◆ TO DO ◆
Copy out the entries that follow. Leave none out.

(Stored items)
□ □ □ □ □ □ □

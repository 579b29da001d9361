//! State of the emulator core.

pub mod audio;
pub mod mi;
pub mod parallel;
pub mod rdp;
pub mod rsp;
pub mod scheduler;
pub mod serial;
pub mod video;

use crate::system::scheduler::{RECENT_PAST, Scheduler};
use bitos::integer::u5;
use strum::{FromRepr, VariantArray};
use vr4300::{
    Cpu,
    cp0::{Cause, Interrupt},
};

pub type Callback = Box<dyn FnMut() + Send + Sync + 'static>;

/// An event which can be scheduled to fire at a specific cycle count.
///
/// Discriminants are the identifiers used by the serialized queue.
#[derive(Debug, Default, Clone, Copy, PartialEq, Eq, FromRepr, VariantArray)]
#[repr(u32)]
pub enum Event {
    /// Vertical retrace of the video interface.
    VerticalRetrace = 0x001,
    /// The cycle counter has reached the compare register.
    Compare = 0x002,
    /// Deliver an already-pending interrupt at the next checkpoint.
    Check = 0x004,
    /// Serial interface DMA has finished.
    SerialDma = 0x008,
    /// Parallel interface DMA has finished.
    ParallelDma = 0x010,
    /// Marker which re-synchronizes event ordering as the cycle counter
    /// approaches overflow.
    #[default]
    CountWrap = 0x020,
    /// Audio interface DMA has finished.
    AudioDma = 0x040,
    /// The signal processor has finished its task.
    SignalProcessor = 0x080,
    /// The display processor has finished rendering.
    DisplayProcessor = 0x100,
    /// The reset button has been pushed.
    ResetButton = 0x200,
    /// Non-maskable interrupt. A full soft reset follows.
    Nmi = 0x400,
}

/// How the driving core executes instructions.
#[derive(Debug, Default, Clone, Copy, PartialEq, Eq)]
pub enum ExecMode {
    /// Pure interpretation. No compiled blocks exist.
    #[default]
    Interpreter,
    /// Execution through a cache of compiled blocks.
    Cached,
}

/// System configuration.
#[derive(Default)]
pub struct Config {
    pub mode: ExecMode,
    /// Invoked on every vertical retrace.
    pub vsync_callback: Option<Callback>,
}

/// Externally requested jobs, observed by the dispatch loop at checkpoints.
#[derive(Debug, Default, Clone, Copy)]
pub struct Requests {
    /// Halt emulation.
    pub stop: bool,
    /// Perform a power-on reset.
    pub hard_reset: bool,
}

/// System state.
pub struct System {
    /// System configuration.
    pub config: Config,
    /// Scheduler for timed interrupt events.
    pub scheduler: Scheduler,
    /// The CPU state.
    pub cpu: Cpu,
    /// The RCP interrupt controller.
    pub mi: mi::Interface,
    /// The video interface.
    pub video: video::Interface,
    /// The audio interface.
    pub audio: audio::Interface,
    /// The serial interface.
    pub serial: serial::Interface,
    /// The parallel interface.
    pub parallel: parallel::Interface,
    /// The signal processor.
    pub rsp: rsp::Interface,
    /// The display processor.
    pub rdp: rdp::Interface,
    /// Pending external requests.
    pub requests: Requests,
}

impl System {
    pub fn new(config: Config) -> Self {
        let mut system = System {
            config,
            scheduler: Scheduler::new(),
            cpu: Cpu::default(),
            mi: mi::Interface::default(),
            video: video::Interface::default(),
            audio: audio::Interface::default(),
            serial: serial::Interface::default(),
            parallel: parallel::Interface::default(),
            rsp: rsp::Interface::default(),
            rdp: rdp::Interface::default(),
            requests: Requests::default(),
        };

        system.init_events();
        system
    }

    /// Reseeds the queue with its startup composition: the wraparound marker
    /// at trigger 0 and the first vertical retrace after the startup delay.
    pub fn init_events(&mut self) {
        self.scheduler.set_special_done(true);
        self.video.delay = video::STARTUP_DELAY;
        self.video.next_vi = video::STARTUP_DELAY;

        self.scheduler.clear();
        let count = self.cpu.cp0.count;
        self.scheduler.insert(Event::CountWrap, 0, count);
        self.scheduler
            .insert(Event::VerticalRetrace, self.video.next_vi, count);
    }

    /// Schedules an event `delay` cycles from now.
    pub fn schedule(&mut self, event: Event, delay: u32) {
        let count = self.cpu.cp0.count;
        self.scheduler.insert(event, count.wrapping_add(delay), count);
    }

    /// Schedules an event at an absolute cycle count.
    pub fn schedule_absolute(&mut self, event: Event, trigger: u32) {
        self.scheduler.insert(event, trigger, self.cpu.cp0.count);
    }

    /// Removes the pending event of the given type, if any.
    pub fn unschedule(&mut self, event: Event) {
        self.scheduler.remove(event);
    }

    /// Pops the event at the head of the queue.
    pub fn pop_event(&mut self) {
        self.scheduler.remove_next(self.cpu.cp0.count);
    }

    /// Shifts every pending trigger so that timing relative to the counter is
    /// preserved when the counter itself is redefined to `base`.
    ///
    /// The timer compare and wraparound marker events are not shifted: they
    /// are rescheduled relative to the new origin instead.
    pub fn rebase_events(&mut self, base: u32) {
        self.scheduler.remove(Event::Compare);
        self.scheduler.remove(Event::CountWrap);
        self.scheduler.shift(self.cpu.cp0.count, base);
        self.schedule_absolute(Event::Compare, self.cpu.cp0.compare);
        self.schedule_absolute(Event::CountWrap, 0);
    }

    /// Requests a soft reset: the reset button interrupt fires immediately
    /// and the non-maskable interrupt follows `nmi_delay` cycles later.
    pub fn request_soft_reset(&mut self, nmi_delay: u32) {
        self.schedule(Event::ResetButton, 0);
        self.schedule(Event::Nmi, nmi_delay);
    }

    /// Requests a power-on reset at the next safe checkpoint.
    pub fn request_hard_reset(&mut self) {
        self.requests.hard_reset = true;
    }

    /// Requests emulation to halt at the next checkpoint.
    pub fn request_stop(&mut self) {
        self.requests.stop = true;
    }

    /// Handles the wraparound marker event.
    ///
    /// Only does anything once the counter has wrapped back below the guard
    /// threshold; until then the marker stays at the head untouched.
    pub(crate) fn count_wrap(&mut self) {
        if self.cpu.cp0.count > RECENT_PAST {
            return;
        }

        self.scheduler.set_special_done(true);
        self.pop_event();
        self.schedule_absolute(Event::CountWrap, 0);
    }

    /// Handles the timer compare event: reschedules it at the compare
    /// register and raises the timer interrupt line.
    pub(crate) fn compare_interrupt(&mut self) {
        self.pop_event();

        // reschedule as if the triggering instruction had already retired
        let per_op = self.cpu.cp0.count_per_op;
        self.cpu.cp0.count = self.cpu.cp0.count.wrapping_add(per_op);
        self.schedule_absolute(Event::Compare, self.cpu.cp0.compare);
        self.cpu.cp0.count = self.cpu.cp0.count.wrapping_sub(per_op);

        self.cpu.raise_maskable_interrupt(Interrupt::Timer);
    }

    /// Handles the reset button interrupt: reconfigures the status and cause
    /// registers for the pre-NMI line and takes a general exception.
    pub(crate) fn reset_button_interrupt(&mut self) {
        self.pop_event();

        let status = &mut self.cpu.cp0.status;
        status.set_nmi(false);
        status.set_soft_reset(false);
        status.set_tlb_shutdown(false);
        let mask = status.interrupt_mask() | Interrupt::PreNmi.mask();
        status.set_interrupt_mask(mask);

        let cause = &mut self.cpu.cp0.cause;
        let pending = cause.interrupt_pending() | Interrupt::PreNmi.mask();
        cause.set_interrupt_pending(pending);
        cause.set_exception_code(u5::new(0));

        self.cpu.exception_general();
    }

    pub(crate) fn clear_cause(&mut self) {
        self.cpu.cp0.cause = Cause::from_bits(0);
    }
}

□ □ □ □ □ □ □

◆ OUTPUT OF THE TASK ◆
repository 579b29da001d9361
//! State of the emulator core.

pub mod audio;
pub mod mi;
pub mod parallel;
pub mod rdp;
pub mod rsp;
pub mod scheduler;
pub mod serial;
pub mod video;

use crate::system::scheduler::{RECENT_PAST, Scheduler};
use bitos::integer::u5;
use strum::{FromRepr, VariantArray};
use vr4300::{
    Cpu,
    cp0::{Cause, Interrupt},
};

pub type Callback = Box<dyn FnMut() + Send + Sync + 'static>;

/// An event which can be scheduled to fire at a specific cycle count.
///
/// Discriminants are the identifiers used by the serialized queue.
#[derive(Debug, Default, Clone, Copy, PartialEq, Eq, FromRepr, VariantArray)]
#[repr(u32)]
pub enum Event {
    /// Vertical retrace of the video interface.
    VerticalRetrace = 0x001,
    /// The cycle counter has reached the compare register.
    Compare = 0x002,
    /// Deliver an already-pending interrupt at the next checkpoint.
    Check = 0x004,
    /// Serial interface DMA has finished.
    SerialDma = 0x008,
    /// Parallel interface DMA has finished.
    ParallelDma = 0x010,
    /// Marker which re-synchronizes event ordering as the cycle counter
    /// approaches overflow.
    #[default]
    CountWrap = 0x020,
    /// Audio interface DMA has finished.
    AudioDma = 0x040,
    /// The signal processor has finished its task.
    SignalProcessor = 0x080,
    /// The display processor has finished rendering.
    DisplayProcessor = 0x100,
    /// The reset button has been pushed.
    ResetButton = 0x200,
    /// Non-maskable interrupt. A full soft reset follows.
    Nmi = 0x400,
}

/// How the driving core executes instructions.
#[derive(Debug, Default, Clone, Copy, PartialEq, Eq)]
pub enum ExecMode {
    /// Pure interpretation. No compiled blocks exist.
    #[default]
    Interpreter,
    /// Execution through a cache of compiled blocks.
    Cached,
}

/// System configuration.
#[derive(Default)]
pub struct Config {
    pub mode: ExecMode,
    /// Invoked on every vertical retrace.
    pub vsync_callback: Option<Callback>,
}

/// Externally requested jobs, observed by the dispatch loop at checkpoints.
#[derive(Debug, Default, Clone, Copy)]
pub struct Requests {
    /// Halt emulation.
    pub stop: bool,
    /// Perform a power-on reset.
    pub hard_reset: bool,
}

/// System state.
pub struct System {
    /// System configuration.
    pub config: Config,
    /// Scheduler for timed interrupt events.
    pub scheduler: Scheduler,
    /// The CPU state.
    pub cpu: Cpu,
    /// The RCP interrupt controller.
    pub mi: mi::Interface,
    /// The video interface.
    pub video: video::Interface,
    /// The audio interface.
    pub audio: audio::Interface,
    /// The serial interface.
    pub serial: serial::Interface,
    /// The parallel interface.
    pub parallel: parallel::Interface,
    /// The signal processor.
    pub rsp: rsp::Interface,
    /// The display processor.
    pub rdp: rdp::Interface,
    /// Pending external requests.
    pub requests: Requests,
}

impl System {
    pub fn new(config: Config) -> Self {
        let mut system = System {
            config,
            scheduler: Scheduler::new(),
            cpu: Cpu::default(),
            mi: mi::Interface::default(),
            video: video::Interface::default(),
            audio: audio::Interface::default(),
            serial: serial::Interface::default(),
            parallel: parallel::Interface::default(),
            rsp: rsp::Interface::default(),
            rdp: rdp::Interface::default(),
            requests: Requests::default(),
        };

        system.init_events();
        system
    }

    /// Reseeds the queue with its startup composition: the wraparound marker
    /// at trigger 0 and the first vertical retrace after the startup delay.
    pub fn init_events(&mut self) {
        self.scheduler.set_special_done(true);
        self.video.delay = video::STARTUP_DELAY;
        self.video.next_vi = video::STARTUP_DELAY;

        self.scheduler.clear();
        let count = self.cpu.cp0.count;
        self.scheduler.insert(Event::CountWrap, 0, count);
        self.scheduler
            .insert(Event::VerticalRetrace, self.video.next_vi, count);
    }

    /// Schedules an event `delay` cycles from now.
    pub fn schedule(&mut self, event: Event, delay: u32) {
        let count = self.cpu.cp0.count;
        self.scheduler.insert(event, count.wrapping_add(delay), count);
    }

    /// Schedules an event at an absolute cycle count.
    pub fn schedule_absolute(&mut self, event: Event, trigger: u32) {
        self.scheduler.insert(event, trigger, self.cpu.cp0.count);
    }

    /// Removes the pending event of the given type, if any.
    pub fn unschedule(&mut self, event: Event) {
        self.scheduler.remove(event);
    }

    /// Pops the event at the head of the queue.
    pub fn pop_event(&mut self) {
        self.scheduler.remove_next(self.cpu.cp0.count);
    }

    /// Shifts every pending trigger so that timing relative to the counter is
    /// preserved when the counter itself is redefined to `base`.
    ///
    /// The timer compare and wraparound marker events are not shifted: they
    /// are rescheduled relative to the new origin instead.
    pub fn rebase_events(&mut self, base: u32) {
        self.scheduler.remove(Event::Compare);
        self.scheduler.remove(Event::CountWrap);
        self.scheduler.shift(self.cpu.cp0.count, base);
        self.schedule_absolute(Event::Compare, self.cpu.cp0.compare);
        self.schedule_absolute(Event::CountWrap, 0);
    }

    /// Requests a soft reset: the reset button interrupt fires immediately
    /// and the non-maskable interrupt follows `nmi_delay` cycles later.
    pub fn request_soft_reset(&mut self, nmi_delay: u32) {
        self.schedule(Event::ResetButton, 0);
        self.schedule(Event::Nmi, nmi_delay);
    }

    /// Requests a power-on reset at the next safe checkpoint.
    pub fn request_hard_reset(&mut self) {
        self.requests.hard_reset = true;
    }

    /// Requests emulation to halt at the next checkpoint.
    pub fn request_stop(&mut self) {
        self.requests.stop = true;
    }

    /// Handles the wraparound marker event.
    ///
    /// Only does anything once the counter has wrapped back below the guard
    /// threshold; until then the marker stays at the head untouched.
    pub(crate) fn count_wrap(&mut self) {
        if self.cpu.cp0.count > RECENT_PAST {
            return;
        }

        self.scheduler.set_special_done(true);
        self.pop_event();
        self.schedule_absolute(Event::CountWrap, 0);
    }

    /// Handles the timer compare event: reschedules it at the compare
    /// register and raises the timer interrupt line.
    pub(crate) fn compare_interrupt(&mut self) {
        self.pop_event();

        // reschedule as if the triggering instruction had already retired
        let per_op = self.cpu.cp0.count_per_op;
        self.cpu.cp0.count = self.cpu.cp0.count.wrapping_add(per_op);
        self.schedule_absolute(Event::Compare, self.cpu.cp0.compare);
        self.cpu.cp0.count = self.cpu.cp0.count.wrapping_sub(per_op);

        self.cpu.raise_maskable_interrupt(Interrupt::Timer);
    }

    /// Handles the reset button interrupt: reconfigures the status and cause
    /// registers for the pre-NMI line and takes a general exception.
    pub(crate) fn reset_button_interrupt(&mut self) {
        self.pop_event();

        let status = &mut self.cpu.cp0.status;
        status.set_nmi(false);
        status.set_soft_reset(false);
        status.set_tlb_shutdown(false);
        let mask = status.interrupt_mask() | Interrupt::PreNmi.mask();
        status.set_interrupt_mask(mask);

        let cause = &mut self.cpu.cp0.cause;
        let pending = cause.interrupt_pending() | Interrupt::PreNmi.mask();
        cause.set_interrupt_pending(pending);
        cause.set_exception_code(u5::new(0));

        self.cpu.exception_general();
    }

    pub(crate) fn clear_cause(&mut self) {
        self.cpu.cp0.cause = Cause::from_bits(0);
    }
}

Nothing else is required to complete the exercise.